#### [Work required]
The lines to repeat are those below from the one containing "pub async fn execute(&self, input: CreateMenuInput)" down to the one containing "let menu = NewMenu", both included; reproduce them exactly and nothing else.

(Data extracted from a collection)

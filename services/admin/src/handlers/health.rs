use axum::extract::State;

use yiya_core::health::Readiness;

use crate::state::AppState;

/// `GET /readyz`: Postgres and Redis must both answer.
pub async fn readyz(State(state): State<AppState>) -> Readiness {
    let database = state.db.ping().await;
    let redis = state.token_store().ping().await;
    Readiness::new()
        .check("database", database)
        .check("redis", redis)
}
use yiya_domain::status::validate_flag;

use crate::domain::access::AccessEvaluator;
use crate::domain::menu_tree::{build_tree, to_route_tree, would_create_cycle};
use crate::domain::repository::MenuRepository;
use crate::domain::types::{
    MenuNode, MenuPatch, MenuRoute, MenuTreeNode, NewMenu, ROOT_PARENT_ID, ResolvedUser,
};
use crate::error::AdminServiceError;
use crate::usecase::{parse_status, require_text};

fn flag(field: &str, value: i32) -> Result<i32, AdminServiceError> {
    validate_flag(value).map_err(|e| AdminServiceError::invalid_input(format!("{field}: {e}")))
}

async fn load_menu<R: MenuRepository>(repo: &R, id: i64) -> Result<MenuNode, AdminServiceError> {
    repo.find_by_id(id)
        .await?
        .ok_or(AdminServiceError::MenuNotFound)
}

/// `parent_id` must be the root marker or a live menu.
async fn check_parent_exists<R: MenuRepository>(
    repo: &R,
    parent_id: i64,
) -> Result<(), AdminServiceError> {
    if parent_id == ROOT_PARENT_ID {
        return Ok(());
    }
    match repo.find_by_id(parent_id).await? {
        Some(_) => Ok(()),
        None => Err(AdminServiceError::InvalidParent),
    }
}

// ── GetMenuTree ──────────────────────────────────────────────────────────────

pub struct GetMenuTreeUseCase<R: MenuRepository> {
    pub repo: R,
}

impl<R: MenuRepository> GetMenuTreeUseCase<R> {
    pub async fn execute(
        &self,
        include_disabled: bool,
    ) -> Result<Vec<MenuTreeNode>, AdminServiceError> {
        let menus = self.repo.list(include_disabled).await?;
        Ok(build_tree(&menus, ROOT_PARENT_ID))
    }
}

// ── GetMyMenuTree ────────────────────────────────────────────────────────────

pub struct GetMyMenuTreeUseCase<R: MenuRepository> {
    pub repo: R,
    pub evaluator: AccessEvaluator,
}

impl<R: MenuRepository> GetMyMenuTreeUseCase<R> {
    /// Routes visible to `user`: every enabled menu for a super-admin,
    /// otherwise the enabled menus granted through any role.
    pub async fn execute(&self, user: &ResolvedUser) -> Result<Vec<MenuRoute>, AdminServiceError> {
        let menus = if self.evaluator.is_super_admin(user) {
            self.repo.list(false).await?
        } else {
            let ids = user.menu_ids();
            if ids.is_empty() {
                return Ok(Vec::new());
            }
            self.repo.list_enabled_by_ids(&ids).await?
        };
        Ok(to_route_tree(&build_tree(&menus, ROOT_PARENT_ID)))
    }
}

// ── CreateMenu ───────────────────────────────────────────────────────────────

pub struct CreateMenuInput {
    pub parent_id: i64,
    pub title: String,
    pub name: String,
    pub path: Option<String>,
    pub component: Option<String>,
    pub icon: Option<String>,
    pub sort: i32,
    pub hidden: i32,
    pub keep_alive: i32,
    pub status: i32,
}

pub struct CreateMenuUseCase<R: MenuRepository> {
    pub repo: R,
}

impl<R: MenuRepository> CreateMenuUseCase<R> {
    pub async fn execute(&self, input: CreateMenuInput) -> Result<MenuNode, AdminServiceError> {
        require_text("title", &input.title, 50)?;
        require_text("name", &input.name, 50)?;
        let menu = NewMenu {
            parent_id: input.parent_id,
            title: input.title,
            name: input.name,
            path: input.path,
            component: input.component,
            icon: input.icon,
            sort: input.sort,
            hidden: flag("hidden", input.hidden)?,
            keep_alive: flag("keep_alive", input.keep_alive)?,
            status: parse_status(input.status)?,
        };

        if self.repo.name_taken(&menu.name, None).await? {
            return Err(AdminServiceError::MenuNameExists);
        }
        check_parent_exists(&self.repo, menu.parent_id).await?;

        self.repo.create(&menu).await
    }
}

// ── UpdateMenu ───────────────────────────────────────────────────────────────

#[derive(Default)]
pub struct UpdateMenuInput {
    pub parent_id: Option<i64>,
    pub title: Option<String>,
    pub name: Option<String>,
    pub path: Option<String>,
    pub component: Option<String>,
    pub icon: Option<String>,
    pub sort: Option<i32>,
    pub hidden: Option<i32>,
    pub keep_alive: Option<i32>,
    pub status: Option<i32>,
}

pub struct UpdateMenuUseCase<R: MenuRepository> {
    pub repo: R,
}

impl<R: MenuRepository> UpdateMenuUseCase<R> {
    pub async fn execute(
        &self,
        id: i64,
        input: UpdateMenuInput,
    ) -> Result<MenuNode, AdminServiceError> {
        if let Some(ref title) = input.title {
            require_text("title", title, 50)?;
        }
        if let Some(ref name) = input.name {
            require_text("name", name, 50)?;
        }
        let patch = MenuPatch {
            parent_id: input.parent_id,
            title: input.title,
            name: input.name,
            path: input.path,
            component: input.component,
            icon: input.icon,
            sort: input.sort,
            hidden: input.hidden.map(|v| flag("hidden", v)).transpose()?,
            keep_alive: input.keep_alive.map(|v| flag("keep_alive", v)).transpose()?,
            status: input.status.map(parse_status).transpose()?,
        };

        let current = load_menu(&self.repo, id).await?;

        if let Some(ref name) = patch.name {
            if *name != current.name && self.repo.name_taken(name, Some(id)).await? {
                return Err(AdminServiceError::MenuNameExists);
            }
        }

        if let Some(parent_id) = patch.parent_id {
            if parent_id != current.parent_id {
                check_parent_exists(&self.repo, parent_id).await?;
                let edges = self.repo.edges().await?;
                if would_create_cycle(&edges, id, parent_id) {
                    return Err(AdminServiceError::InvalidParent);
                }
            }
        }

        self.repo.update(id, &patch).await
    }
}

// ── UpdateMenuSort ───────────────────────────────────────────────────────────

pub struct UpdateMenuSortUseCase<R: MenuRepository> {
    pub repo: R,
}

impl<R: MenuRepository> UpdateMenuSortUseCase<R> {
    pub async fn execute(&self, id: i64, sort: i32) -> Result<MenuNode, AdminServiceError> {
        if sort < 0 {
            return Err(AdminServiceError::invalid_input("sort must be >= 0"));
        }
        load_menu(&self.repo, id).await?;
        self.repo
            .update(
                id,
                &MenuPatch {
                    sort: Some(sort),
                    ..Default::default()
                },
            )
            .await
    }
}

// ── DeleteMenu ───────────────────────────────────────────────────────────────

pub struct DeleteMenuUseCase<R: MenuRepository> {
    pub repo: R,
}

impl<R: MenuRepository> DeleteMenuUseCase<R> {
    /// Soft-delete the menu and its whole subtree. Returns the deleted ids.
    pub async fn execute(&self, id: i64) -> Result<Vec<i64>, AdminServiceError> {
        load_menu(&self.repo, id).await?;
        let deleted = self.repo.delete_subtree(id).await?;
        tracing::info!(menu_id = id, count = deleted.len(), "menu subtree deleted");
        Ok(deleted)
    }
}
...
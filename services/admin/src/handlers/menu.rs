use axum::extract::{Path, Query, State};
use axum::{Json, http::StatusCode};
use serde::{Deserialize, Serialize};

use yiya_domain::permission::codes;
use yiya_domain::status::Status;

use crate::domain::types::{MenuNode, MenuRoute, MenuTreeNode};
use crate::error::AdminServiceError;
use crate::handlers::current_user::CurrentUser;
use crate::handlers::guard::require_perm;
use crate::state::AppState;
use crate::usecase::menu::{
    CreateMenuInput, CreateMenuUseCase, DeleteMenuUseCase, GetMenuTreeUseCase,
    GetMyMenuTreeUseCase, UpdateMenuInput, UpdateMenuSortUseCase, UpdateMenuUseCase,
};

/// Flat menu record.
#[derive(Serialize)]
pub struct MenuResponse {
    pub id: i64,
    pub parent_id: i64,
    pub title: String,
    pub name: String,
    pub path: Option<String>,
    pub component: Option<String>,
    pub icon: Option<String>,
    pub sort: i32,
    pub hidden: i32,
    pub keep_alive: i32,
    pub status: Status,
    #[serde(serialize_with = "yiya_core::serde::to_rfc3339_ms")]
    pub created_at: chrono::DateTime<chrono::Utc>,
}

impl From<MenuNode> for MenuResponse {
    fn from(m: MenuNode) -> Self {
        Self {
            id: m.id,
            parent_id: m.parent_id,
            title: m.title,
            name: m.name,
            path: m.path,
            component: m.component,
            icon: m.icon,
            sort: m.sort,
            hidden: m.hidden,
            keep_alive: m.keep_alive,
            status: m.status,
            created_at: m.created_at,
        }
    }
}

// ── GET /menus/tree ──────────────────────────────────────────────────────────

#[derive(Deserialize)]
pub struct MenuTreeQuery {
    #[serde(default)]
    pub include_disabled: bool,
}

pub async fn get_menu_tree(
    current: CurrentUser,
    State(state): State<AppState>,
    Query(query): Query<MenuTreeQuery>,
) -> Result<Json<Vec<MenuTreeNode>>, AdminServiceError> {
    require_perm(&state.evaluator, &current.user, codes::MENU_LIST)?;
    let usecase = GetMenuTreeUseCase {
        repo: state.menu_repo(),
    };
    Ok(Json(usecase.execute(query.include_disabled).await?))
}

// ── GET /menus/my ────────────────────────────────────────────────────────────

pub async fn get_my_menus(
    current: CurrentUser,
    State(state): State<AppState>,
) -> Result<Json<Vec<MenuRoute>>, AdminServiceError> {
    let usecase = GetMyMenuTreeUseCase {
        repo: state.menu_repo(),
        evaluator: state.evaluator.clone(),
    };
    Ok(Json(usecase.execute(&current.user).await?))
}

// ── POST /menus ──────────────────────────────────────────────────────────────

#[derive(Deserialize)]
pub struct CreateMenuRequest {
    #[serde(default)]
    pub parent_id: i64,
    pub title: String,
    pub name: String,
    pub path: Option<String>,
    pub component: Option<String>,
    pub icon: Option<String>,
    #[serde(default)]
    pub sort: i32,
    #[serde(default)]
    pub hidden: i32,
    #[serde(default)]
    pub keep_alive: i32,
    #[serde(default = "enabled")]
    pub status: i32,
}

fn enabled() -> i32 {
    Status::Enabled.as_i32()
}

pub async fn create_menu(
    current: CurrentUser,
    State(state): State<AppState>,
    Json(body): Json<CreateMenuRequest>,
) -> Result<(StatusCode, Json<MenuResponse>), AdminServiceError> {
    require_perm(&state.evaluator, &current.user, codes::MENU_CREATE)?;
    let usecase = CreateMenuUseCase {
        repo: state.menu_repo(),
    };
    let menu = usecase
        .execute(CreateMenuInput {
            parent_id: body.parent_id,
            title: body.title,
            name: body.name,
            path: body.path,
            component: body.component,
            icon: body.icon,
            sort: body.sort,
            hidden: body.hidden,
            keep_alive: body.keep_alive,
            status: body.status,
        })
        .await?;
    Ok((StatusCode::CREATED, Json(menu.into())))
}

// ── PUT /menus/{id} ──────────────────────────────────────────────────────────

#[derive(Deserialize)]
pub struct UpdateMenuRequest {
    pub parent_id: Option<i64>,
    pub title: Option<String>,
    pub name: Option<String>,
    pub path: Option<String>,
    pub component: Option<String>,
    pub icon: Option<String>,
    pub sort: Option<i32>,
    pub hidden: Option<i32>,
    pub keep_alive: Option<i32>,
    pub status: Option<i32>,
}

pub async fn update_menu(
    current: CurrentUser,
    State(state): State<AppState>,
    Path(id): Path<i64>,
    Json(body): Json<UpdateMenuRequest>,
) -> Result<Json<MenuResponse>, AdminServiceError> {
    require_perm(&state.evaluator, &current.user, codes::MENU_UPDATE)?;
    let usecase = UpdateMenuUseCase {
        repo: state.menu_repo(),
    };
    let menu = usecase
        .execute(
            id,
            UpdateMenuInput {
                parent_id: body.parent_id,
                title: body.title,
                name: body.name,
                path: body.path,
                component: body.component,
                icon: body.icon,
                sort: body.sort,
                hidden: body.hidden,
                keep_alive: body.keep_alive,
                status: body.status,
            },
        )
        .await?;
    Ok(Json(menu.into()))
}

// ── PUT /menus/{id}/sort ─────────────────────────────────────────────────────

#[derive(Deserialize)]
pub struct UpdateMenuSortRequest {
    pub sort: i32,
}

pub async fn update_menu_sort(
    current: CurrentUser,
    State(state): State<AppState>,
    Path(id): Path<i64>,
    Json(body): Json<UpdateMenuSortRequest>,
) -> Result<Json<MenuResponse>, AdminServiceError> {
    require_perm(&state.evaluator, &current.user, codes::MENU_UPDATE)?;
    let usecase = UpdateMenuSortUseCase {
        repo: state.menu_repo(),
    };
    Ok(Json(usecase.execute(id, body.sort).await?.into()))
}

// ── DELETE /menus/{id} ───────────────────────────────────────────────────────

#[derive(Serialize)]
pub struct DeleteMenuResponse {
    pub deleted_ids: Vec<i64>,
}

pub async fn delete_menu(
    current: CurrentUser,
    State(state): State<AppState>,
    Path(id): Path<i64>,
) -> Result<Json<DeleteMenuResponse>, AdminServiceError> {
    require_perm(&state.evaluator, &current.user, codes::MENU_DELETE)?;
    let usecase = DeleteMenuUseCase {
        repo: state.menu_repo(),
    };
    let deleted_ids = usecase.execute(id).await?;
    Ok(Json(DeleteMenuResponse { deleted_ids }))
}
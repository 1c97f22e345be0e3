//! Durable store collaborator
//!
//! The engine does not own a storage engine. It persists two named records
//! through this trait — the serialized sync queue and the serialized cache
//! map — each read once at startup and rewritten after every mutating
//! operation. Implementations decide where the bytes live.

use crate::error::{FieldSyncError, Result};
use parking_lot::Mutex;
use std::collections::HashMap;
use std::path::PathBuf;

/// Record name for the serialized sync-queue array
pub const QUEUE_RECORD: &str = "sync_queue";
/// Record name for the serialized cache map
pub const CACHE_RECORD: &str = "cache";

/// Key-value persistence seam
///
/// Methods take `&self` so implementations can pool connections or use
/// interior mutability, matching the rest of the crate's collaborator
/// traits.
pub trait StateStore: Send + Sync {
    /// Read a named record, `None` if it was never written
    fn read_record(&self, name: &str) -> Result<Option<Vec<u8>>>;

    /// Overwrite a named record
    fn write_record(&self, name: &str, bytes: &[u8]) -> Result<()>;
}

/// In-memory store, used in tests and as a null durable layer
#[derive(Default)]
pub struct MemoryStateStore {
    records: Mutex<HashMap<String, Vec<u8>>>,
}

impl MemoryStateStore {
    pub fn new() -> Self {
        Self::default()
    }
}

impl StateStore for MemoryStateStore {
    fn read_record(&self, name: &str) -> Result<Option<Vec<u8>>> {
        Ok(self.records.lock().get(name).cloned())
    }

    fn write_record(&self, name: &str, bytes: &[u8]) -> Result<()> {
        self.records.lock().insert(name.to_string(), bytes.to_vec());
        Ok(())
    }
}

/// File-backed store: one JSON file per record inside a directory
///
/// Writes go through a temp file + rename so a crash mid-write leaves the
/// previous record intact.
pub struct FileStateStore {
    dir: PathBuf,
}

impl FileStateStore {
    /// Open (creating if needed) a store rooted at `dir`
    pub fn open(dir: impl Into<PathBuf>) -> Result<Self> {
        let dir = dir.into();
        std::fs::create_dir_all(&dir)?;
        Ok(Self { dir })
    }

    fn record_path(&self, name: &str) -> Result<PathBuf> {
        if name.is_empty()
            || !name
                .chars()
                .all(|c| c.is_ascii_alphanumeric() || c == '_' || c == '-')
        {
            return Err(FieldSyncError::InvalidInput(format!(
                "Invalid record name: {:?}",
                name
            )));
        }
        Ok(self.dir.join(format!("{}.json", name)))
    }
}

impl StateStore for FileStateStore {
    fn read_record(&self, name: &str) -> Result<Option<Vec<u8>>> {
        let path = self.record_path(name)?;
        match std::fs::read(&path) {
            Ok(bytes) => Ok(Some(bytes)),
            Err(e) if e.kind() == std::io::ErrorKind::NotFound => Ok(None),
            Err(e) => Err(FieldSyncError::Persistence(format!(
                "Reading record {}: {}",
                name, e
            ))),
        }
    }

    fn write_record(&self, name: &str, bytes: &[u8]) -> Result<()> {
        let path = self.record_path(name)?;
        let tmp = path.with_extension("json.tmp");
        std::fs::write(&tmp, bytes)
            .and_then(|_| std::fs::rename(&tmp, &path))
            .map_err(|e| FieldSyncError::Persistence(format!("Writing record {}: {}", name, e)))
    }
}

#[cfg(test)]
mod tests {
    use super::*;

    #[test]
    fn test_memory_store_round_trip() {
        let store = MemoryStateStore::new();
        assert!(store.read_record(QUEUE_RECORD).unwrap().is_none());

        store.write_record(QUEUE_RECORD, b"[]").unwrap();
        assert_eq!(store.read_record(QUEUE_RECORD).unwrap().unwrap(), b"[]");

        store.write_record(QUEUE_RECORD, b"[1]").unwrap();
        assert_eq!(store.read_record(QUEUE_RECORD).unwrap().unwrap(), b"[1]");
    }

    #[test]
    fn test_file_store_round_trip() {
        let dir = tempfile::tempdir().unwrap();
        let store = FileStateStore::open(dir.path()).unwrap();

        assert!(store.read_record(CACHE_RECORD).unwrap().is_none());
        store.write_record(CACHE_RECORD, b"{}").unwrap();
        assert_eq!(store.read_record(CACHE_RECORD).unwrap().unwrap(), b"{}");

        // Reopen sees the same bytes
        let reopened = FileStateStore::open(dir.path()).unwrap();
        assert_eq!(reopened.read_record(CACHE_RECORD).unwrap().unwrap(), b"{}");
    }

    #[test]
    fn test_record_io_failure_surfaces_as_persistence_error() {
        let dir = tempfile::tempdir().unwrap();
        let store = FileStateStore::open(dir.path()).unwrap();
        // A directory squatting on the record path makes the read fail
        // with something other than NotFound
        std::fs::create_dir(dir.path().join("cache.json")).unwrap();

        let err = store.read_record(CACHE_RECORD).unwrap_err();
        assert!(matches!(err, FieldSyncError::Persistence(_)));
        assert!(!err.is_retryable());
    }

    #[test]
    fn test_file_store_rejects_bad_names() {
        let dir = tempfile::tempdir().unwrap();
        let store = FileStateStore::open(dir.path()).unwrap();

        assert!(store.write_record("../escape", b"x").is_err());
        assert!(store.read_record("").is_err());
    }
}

#### [Task output]
    pub async fn execute(&self, input: CreateMenuInput) -> Result<MenuNode, AdminServiceError> {
        require_text("title", &input.title, 50)?;
        require_text("name", &input.name, 50)?;
        let menu = NewMenu {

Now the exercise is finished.